At least 2 weeks since the last systemic therapy regimen prior to enrollment.
At least 2 weeks since last radiotherapy if radiation was localized to the only site of measurable disease, unless there is documentation of disease progression of the irradiated site. Subjects must have recovered from all acute toxicities from radiotherapy.
ECOG performance status of 0-2
Acceptable liver and renal function
Acceptable hematologic status
Female subjects must be either:
1. Of non-child-bearing potential (surgically sterilized or at least 2 years post- menopausal); or
2. If of child-bearing potential, subject must use an adequate method of contraception consisting of two-barrier method or one barrier method with a spermicide or intrauterine device. Both females and male subjects with female partners of child- bearing potential must agree to use an adequate method of contraception for 2 weeks prior to screening, during, and at least 4 weeks after last dose of trial medication. Female subjects must have a negative serum or urine pregnancy test within 72 hours prior to start of trial medication.
3. Not breast feeding at any time during the study.
Written and voluntary informed consent.

Exclusion criteria

Diagnosis of any of the following:
1. Precursor T-cell lymphoma or leukemia
2. Adult T-cell lymphoma/leukemia (ATLL)
3. T-cell prolymphocytic leukemia
4. T-cell large granular lymphocytic leukemia
5. Primary cutaneous type anaplastic large cell lymphoma
6. Mycosis fungoide/Sezary syndrome
Ongoing treatment with an anticancer agent not contemplated in this protocol.
Prior treatment (at least 1 full treatment cycle) with an FTase inhibitor.
Any history of clinically relevant coronary artery disease or myocardial infarction within the last 3 years.
Known central nervous system lymphoma.
Stem cell transplant less than 3 months prior to enrolment.
Non-tolerable > Grade 2 neuropathy or evidence of unstable neurological symptoms within 4 weeks of Cycle 1 Day 1.
Major surgery, other than diagnostic surgery, within 2 weeks prior to Cycle 1 Day 1, without complete recovery.
Other active malignancy requiring therapy such as radiation, chemotherapy, or immunotherapy.
Active, uncontrolled bacterial, viral, or fungal infections, requiring systemic therapy.

Known infection with HIV, or an active infection with hepatitis B or hepatitis C.
Subjects who have exhibited allergic reactions to tipifarnib, or structural compounds similar to tipifarnib or to its excipients.
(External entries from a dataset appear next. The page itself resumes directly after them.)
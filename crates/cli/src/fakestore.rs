//! Fake Store API client.
//!
//! Thin REST client over the three public collection endpoints (`/users`,
//! `/products`, `/carts`). Each call is a single GET with no retries; the
//! caller decides what a failure means. [`FakeStoreClient::fetch_snapshot`]
//! issues all three concurrently and fails fast on the first error.

use serde::de::DeserializeOwned;
use thiserror::Error;
use tracing::{debug, instrument};

use storelens_core::{Cart, Product, User};

use crate::config::StoreApiConfig;

/// Errors that can occur when talking to the Fake Store API.
#[derive(Debug, Error)]
pub enum StoreApiError {
    /// HTTP request failed (connect, timeout, TLS).
    #[error("HTTP error: {0}")]
    Http(#[from] reqwest::Error),

    /// API returned a non-success status.
    #[error("API error: {status} - {message}")]
    Api { status: u16, message: String },

    /// Response body was not the expected JSON shape.
    #[error("JSON parse error: {0}")]
    Parse(#[from] serde_json::Error),
}

/// One complete fetch of the store's collections.
///
/// Either all three collections were fetched successfully or no snapshot
/// exists; there is no partial state.
#[derive(Debug, Clone)]
pub struct StoreSnapshot {
    /// All registered users.
    pub users: Vec<User>,
    /// The product catalog.
    pub products: Vec<Product>,
    /// All shopping carts.
    pub carts: Vec<Cart>,
}

/// Client for the Fake Store API.
#[derive(Debug, Clone)]
pub struct FakeStoreClient {
    client: reqwest::Client,
    base_url: String,
}

impl FakeStoreClient {
    /// Create a new Fake Store API client.
    ///
    /// # Errors
    ///
    /// Returns error if the HTTP client fails to build.
    pub fn new(config: &StoreApiConfig) -> Result<Self, StoreApiError> {
        let client = reqwest::Client::builder()
            .timeout(config.timeout)
            .build()?;

        Ok(Self {
            client,
            base_url: config.base_url.clone(),
        })
    }

    /// Fetch all registered users.
    ///
    /// # Errors
    ///
    /// Returns error if the request fails or the body is not a user array.
    #[instrument(skip(self))]
    pub async fn get_users(&self) -> Result<Vec<User>, StoreApiError> {
        self.fetch_list("users").await
    }

    /// Fetch the product catalog.
    ///
    /// # Errors
    ///
    /// Returns error if the request fails or the body is not a product array.
    #[instrument(skip(self))]
    pub async fn get_products(&self) -> Result<Vec<Product>, StoreApiError> {
        self.fetch_list("products").await
    }

    /// Fetch all shopping carts.
    ///
    /// # Errors
    ///
    /// Returns error if the request fails or the body is not a cart array.
    #[instrument(skip(self))]
    pub async fn get_carts(&self) -> Result<Vec<Cart>, StoreApiError> {
        self.fetch_list("carts").await
    }

    /// Fetch users, products, and carts concurrently.
    ///
    /// The three requests run in parallel on the same connection pool. The
    /// first failure aborts the whole fetch and the in-flight requests are
    /// dropped, so a partial snapshot is never observable.
    ///
    /// # Errors
    ///
    /// Returns the first error any of the three fetches produced.
    #[instrument(skip(self))]
    pub async fn fetch_snapshot(&self) -> Result<StoreSnapshot, StoreApiError> {
        let (users, products, carts) =
            tokio::try_join!(self.get_users(), self.get_products(), self.get_carts())?;

        debug!(
            users = users.len(),
            products = products.len(),
            carts = carts.len(),
            "store snapshot fetched"
        );

        Ok(StoreSnapshot {
            users,
            products,
            carts,
        })
    }

    /// GET a collection endpoint and decode the JSON array body.
    async fn fetch_list<T: DeserializeOwned>(&self, path: &str) -> Result<Vec<T>, StoreApiError> {
        let url = format!("{}/{path}", self.base_url);

        let response = self.client.get(&url).send().await?;
        let status = response.status();

        // Get response body as text first for better error diagnostics
        let response_text = response.text().await?;

        if !status.is_success() {
            tracing::error!(
                status = %status,
                body = %response_text.chars().take(500).collect::<String>(),
                "Fake Store API returned non-success status"
            );
            return Err(StoreApiError::Api {
                status: status.as_u16(),
                message: response_text.chars().take(200).collect::<String>(),
            });
        }

        let items: Vec<T> = match serde_json::from_str(&response_text) {
            Ok(items) => items,
            Err(e) => {
                tracing::error!(
                    error = %e,
                    body = %response_text.chars().take(500).collect::<String>(),
                    "Failed to parse Fake Store API response"
                );
                return Err(StoreApiError::Parse(e));
            }
        };

        debug!(path, count = items.len(), "collection fetched");
        Ok(items)
    }
}

// ============================================================================
// Tests
// ============================================================================

#[cfg(test)]
mod tests {
    use super::*;

    #[test]
    fn test_api_error_display() {
        let error = StoreApiError::Api {
            status: 503,
            message: "maintenance".to_string(),
        };
        assert_eq!(error.to_string(), "API error: 503 - maintenance");
    }

    #[test]
    fn test_parse_error_display() {
        let source = serde_json::from_str::<Vec<User>>("{").expect_err("invalid JSON");
        let error = StoreApiError::from(source);
        assert!(error.to_string().starts_with("JSON parse error:"));
    }
}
This includes hypersensitivity to imidazoles, such as clotrimazole, ketoconazole, miconazole and others in this drug class.
Concomitant disease or condition that could interfere with the conduct of the study, or that would, in the opinion of the investigator, pose an unacceptable risk to the subject in this study.
The subject has legal incapacity or limited legal capacity.
Dementia or significantly altered mental status that would limit the understanding or rendering of informed consent and compliance with the requirements of this protocol.
Unwillingness or inability to comply with the study protocol for any reason.